Records from a collection:

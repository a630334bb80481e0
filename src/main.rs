use anyhow::{Context, Result};
use clap::{Parser, Subcommand};
use std::path::PathBuf;
use std::time::Duration;
use tracing::info;

use restock_watcher::config::ScraperConfig;
use restock_watcher::notifier::{EmailConfig, EmailNotifier};
use restock_watcher::{AppConfig, HttpFetcher, RunOptions, Runner};

#[derive(Parser)]
#[command(name = "restock-watcher", version, about = "Watch product pages and email stock alerts")]
struct Cli {
    /// Product list (JSON)
    #[arg(short, long, default_value = "config.json")]
    config: PathBuf,

    /// Where the last seen status of each URL is kept
    #[arg(short, long, default_value = "last_status.json")]
    state: PathBuf,

    #[command(subcommand)]
    command: Option<Command>,
}

#[derive(Subcommand)]
enum Command {
    /// Check every configured product once (default)
    Run {
        /// Classify and report without emailing or writing state
        #[arg(long)]
        dry_run: bool,
    },
    /// Classify a single URL and print its status
    Check { url: String },
}

#[tokio::main]
async fn main() -> Result<()> {
    dotenvy::dotenv().ok();

    tracing_subscriber::fmt()
        .with_env_filter(
            tracing_subscriber::EnvFilter::from_default_env()
                .add_directive("restock_watcher=info".parse()?),
        )
        .init();

    let cli = Cli::parse();
    let command = cli.command.unwrap_or(Command::Run { dry_run: false });

    match command {
        Command::Check { url } => {
            let scraper = ScraperConfig::from_env()?;
            let runner = Runner::without_notifier(Box::new(HttpFetcher::new(&scraper)?), Duration::ZERO);
            let status = runner.check_url(&url).await;
            println!("{} {}", status, url);
        }
        Command::Run { dry_run } => {
            let config = AppConfig::load(&cli.config)
                .with_context(|| format!("Failed to load {}", cli.config.display()))?;
            let products = config.watch.products();
            info!("Watching {} product(s)", products.len());

            let notifier = EmailNotifier::new(EmailConfig::from_settings(&config.smtp, config.recipient()));
            let runner = Runner::new(
                Box::new(HttpFetcher::new(&config.scraper)?),
                Box::new(notifier),
                Duration::from_millis(config.scraper.delay_ms),
            );

            let report = runner
                .run(&products, &cli.state, RunOptions { dry_run })
                .await
                .with_context(|| format!("Failed to update {}", cli.state.display()))?;

            for check in &report.checks {
                info!(
                    "{}: {} -> {}{}",
                    check.product.label,
                    check.previous.map_or("none", |p| p.as_str()),
                    check.status,
                    if check.fetched { "" } else { " (fetch failed)" }
                );
            }

            info!(
                "Checked {} product(s), {} fetch failure(s), {} change(s)",
                report.products_checked,
                report.fetch_failures,
                report.events.len()
            );
        }
    }

    Ok(())
}
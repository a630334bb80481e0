use serde::{Deserialize, Serialize};

use super::{Product, StatusLabel};

/// A product that moved into an actionable status during this run.
#[derive(Debug, Clone, Serialize, Deserialize, PartialEq, Eq)]
pub struct ChangeEvent {
    pub label: String,
    pub url: String,
    pub status: StatusLabel,
}

impl ChangeEvent {
    pub fn new(product: &Product, status: StatusLabel) -> Self {
        Self {
            label: product.label.clone(),
            url: product.url.clone(),
            status,
        }
    }
}
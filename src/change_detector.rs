use crate::models::{ChangeEvent, Product, StatusLabel};
use crate::status_store::StatusStore;

/// Record `status` for the product and report whether it is a new actionable state.
///
/// An event is produced only when the status is actionable and differs from the
/// stored one. A product with no stored status always counts as changed. The
/// store is updated either way, so an unchanged status never alerts twice.
pub fn detect(product: &Product, status: StatusLabel, store: &mut StatusStore) -> Option<ChangeEvent> {
    let previous = store.record(&product.url, status);

    if status.is_actionable() && previous != Some(status) {
        Some(ChangeEvent::new(product, status))
    } else {
        None
    }
}
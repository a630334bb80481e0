use thiserror::Error;

#[derive(Error, Debug)]
pub enum AppError {
    #[error("HTTP client error: {0}")]
    Http(#[from] reqwest::Error),

    #[error("Fetch failed for {url}: HTTP {status}")]
    Fetch { url: String, status: u16 },

    #[error("Configuration error: {0}")]
    Config(#[from] config::ConfigError),

    #[error("Serialization error: {0}")]
    Serialization(#[from] serde_json::Error),

    #[error("IO error: {0}")]
    Io(#[from] std::io::Error),

    #[error("Email error: {0}")]
    Email(String),

    #[error("Invalid email address: {0}")]
    Address(#[from] lettre::address::AddressError),

    #[error("Validation error: {0}")]
    Validation(String),
}

impl From<lettre::error::Error> for AppError {
    fn from(err: lettre::error::Error) -> Self {
        AppError::Email(err.to_string())
    }
}

impl From<lettre::transport::smtp::Error> for AppError {
    fn from(err: lettre::transport::smtp::Error) -> Self {
        AppError::Email(err.to_string())
    }
}

// Result type alias for convenience
pub type Result<T> = std::result::Result<T, AppError>;
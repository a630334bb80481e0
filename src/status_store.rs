//! Last observed status per product URL, persisted as a flat JSON object.
//!
//! ```json
//! {
//!   "https://shop.example.com/p/booster-box": "in_stock",
//!   "https://shop.example.com/p/elite-trainer-box": "unknown"
//! }
//! ```
//!
//! Entries are never pruned: URLs dropped from the configuration keep their
//! last status until the file is edited by hand. Values that are not a known
//! label are written back unchanged until their URL is observed again.

use std::collections::BTreeMap;
use std::path::Path;

use serde_json::Value;
use tokio::io::AsyncWriteExt;

use crate::Result;
use crate::models::StatusLabel;

#[derive(Debug, Clone, Default, PartialEq, Eq)]
pub struct StatusStore {
    entries: BTreeMap<String, StatusLabel>,
    unrecognized: BTreeMap<String, Value>,
}

impl StatusStore {
    pub fn new() -> Self {
        Self::default()
    }

    /// Previous status for a URL, `None` if it has never been observed
    /// or its stored value is not a known label.
    pub fn get(&self, url: &str) -> Option<StatusLabel> {
        self.entries.get(url).copied()
    }

    /// Overwrite the status for a URL, returning the one it replaced.
    pub fn record(&mut self, url: &str, status: StatusLabel) -> Option<StatusLabel> {
        self.unrecognized.remove(url);
        self.entries.insert(url.to_string(), status)
    }

    /// Number of URLs holding a known label.
    pub fn len(&self) -> usize {
        self.entries.len()
    }

    pub fn is_empty(&self) -> bool {
        self.entries.is_empty()
    }

    /// Parse a persisted store. Values that are not a known label read as
    /// "never observed" but are kept for the next save.
    pub fn from_json_slice(bytes: &[u8]) -> Result<Self> {
        let raw: BTreeMap<String, Value> = serde_json::from_slice(bytes)?;
        let mut store = Self::new();

        for (url, value) in raw {
            match value.as_str().map(str::parse::<StatusLabel>) {
                Some(Ok(status)) => {
                    store.entries.insert(url, status);
                }
                _ => {
                    tracing::warn!("Ignoring stored status {} for {}: not a known label", value, url);
                    store.unrecognized.insert(url, value);
                }
            }
        }

        Ok(store)
    }

    /// Flat URL -> value object, known labels and kept unknown values together.
    pub fn to_json_value(&self) -> Value {
        let mut map = serde_json::Map::new();
        for (url, value) in &self.unrecognized {
            map.insert(url.clone(), value.clone());
        }
        for (url, status) in &self.entries {
            map.insert(url.clone(), Value::String(status.as_str().to_string()));
        }
        Value::Object(map)
    }

    /// Load the store, treating a missing file as an empty store.
    pub async fn load(path: impl AsRef<Path>) -> Result<Self> {
        let path = path.as_ref();
        match tokio::fs::read(path).await {
            Ok(bytes) => {
                let store = Self::from_json_slice(&bytes)?;
                tracing::debug!("Loaded {} stored statuses from {}", store.len(), path.display());
                Ok(store)
            }
            Err(e) if e.kind() == std::io::ErrorKind::NotFound => {
                tracing::info!("No status file at {}, starting fresh", path.display());
                Ok(Self::new())
            }
            Err(e) => Err(e.into()),
        }
    }

    /// Write the store as pretty JSON, replacing the previous file.
    pub async fn save(&self, path: impl AsRef<Path>) -> Result<()> {
        let path = path.as_ref();
        if let Some(parent) = path.parent().filter(|p| !p.as_os_str().is_empty()) {
            tokio::fs::create_dir_all(parent).await?;
        }

        let bytes = serde_json::to_vec_pretty(&self.to_json_value())?;

        // Write to a sibling temp file, then rename it into place
        let tmp = path.with_extension("tmp");
        let mut file = tokio::fs::File::create(&tmp).await?;
        file.write_all(&bytes).await?;
        file.flush().await?;
        drop(file);

        tokio::fs::rename(&tmp, path).await?;
        tracing::debug!("Saved {} statuses to {}", self.len(), path.display());
        Ok(())
    }
}
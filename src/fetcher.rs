use async_trait::async_trait;
use reqwest::header::{self, HeaderMap, HeaderValue};
use reqwest::Client;
use std::time::Duration;

use crate::config::ScraperConfig;
use crate::utils::error::{AppError, Result};

/// Source of raw product page markup.
#[async_trait]
pub trait PageFetcher: Send + Sync {
    async fn fetch(&self, url: &str) -> Result<String>;
}

/// Plain GET with a browser-like header set. Timeouts and non-2xx
/// responses are errors; nothing is retried.
pub struct HttpFetcher {
    client: Client,
}

impl HttpFetcher {
    pub fn new(config: &ScraperConfig) -> Result<Self> {
        let mut headers = HeaderMap::new();
        let accept_language = HeaderValue::from_str(&config.accept_language)
            .map_err(|e| AppError::Validation(format!("Invalid Accept-Language header: {}", e)))?;
        headers.insert(header::ACCEPT_LANGUAGE, accept_language);

        let client = Client::builder()
            .user_agent(&config.user_agent)
            .default_headers(headers)
            .timeout(Duration::from_secs(config.request_timeout))
            .build()?;

        Ok(Self { client })
    }
}

#[async_trait]
impl PageFetcher for HttpFetcher {
    async fn fetch(&self, url: &str) -> Result<String> {
        let response = self.client.get(url).send().await?;

        let status = response.status();
        if !status.is_success() {
            return Err(AppError::Fetch {
                url: url.to_string(),
                status: status.as_u16(),
            });
        }

        Ok(response.text().await?)
    }
}
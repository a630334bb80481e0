use serde::{Deserialize, Serialize};

/// A product entry as written in the configuration file.
#[derive(Debug, Clone, Serialize, Deserialize, PartialEq)]
pub struct ProductEntry {
    #[serde(default)]
    pub label: Option<String>,
    pub url: String,
}

/// A tracked product page. The URL is the identity used by the status store.
#[derive(Debug, Clone, Serialize, Deserialize, PartialEq, Eq)]
pub struct Product {
    pub label: String,
    pub url: String,
}

impl Product {
    pub fn new(label: impl Into<String>, url: impl Into<String>) -> Self {
        Self {
            label: label.into(),
            url: url.into(),
        }
    }
}

impl From<ProductEntry> for Product {
    fn from(entry: ProductEntry) -> Self {
        // Missing or blank labels fall back to the URL
        let label = entry
            .label
            .filter(|label| !label.trim().is_empty())
            .unwrap_or_else(|| entry.url.clone());

        Self {
            label,
            url: entry.url,
        }
    }
}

PROBLEM TO WORK ON: Of the lines above, copy each one that contains the word "Parser".

EXERCISE RESULT:
use clap::{Parser, Subcommand};
#[derive(Parser)]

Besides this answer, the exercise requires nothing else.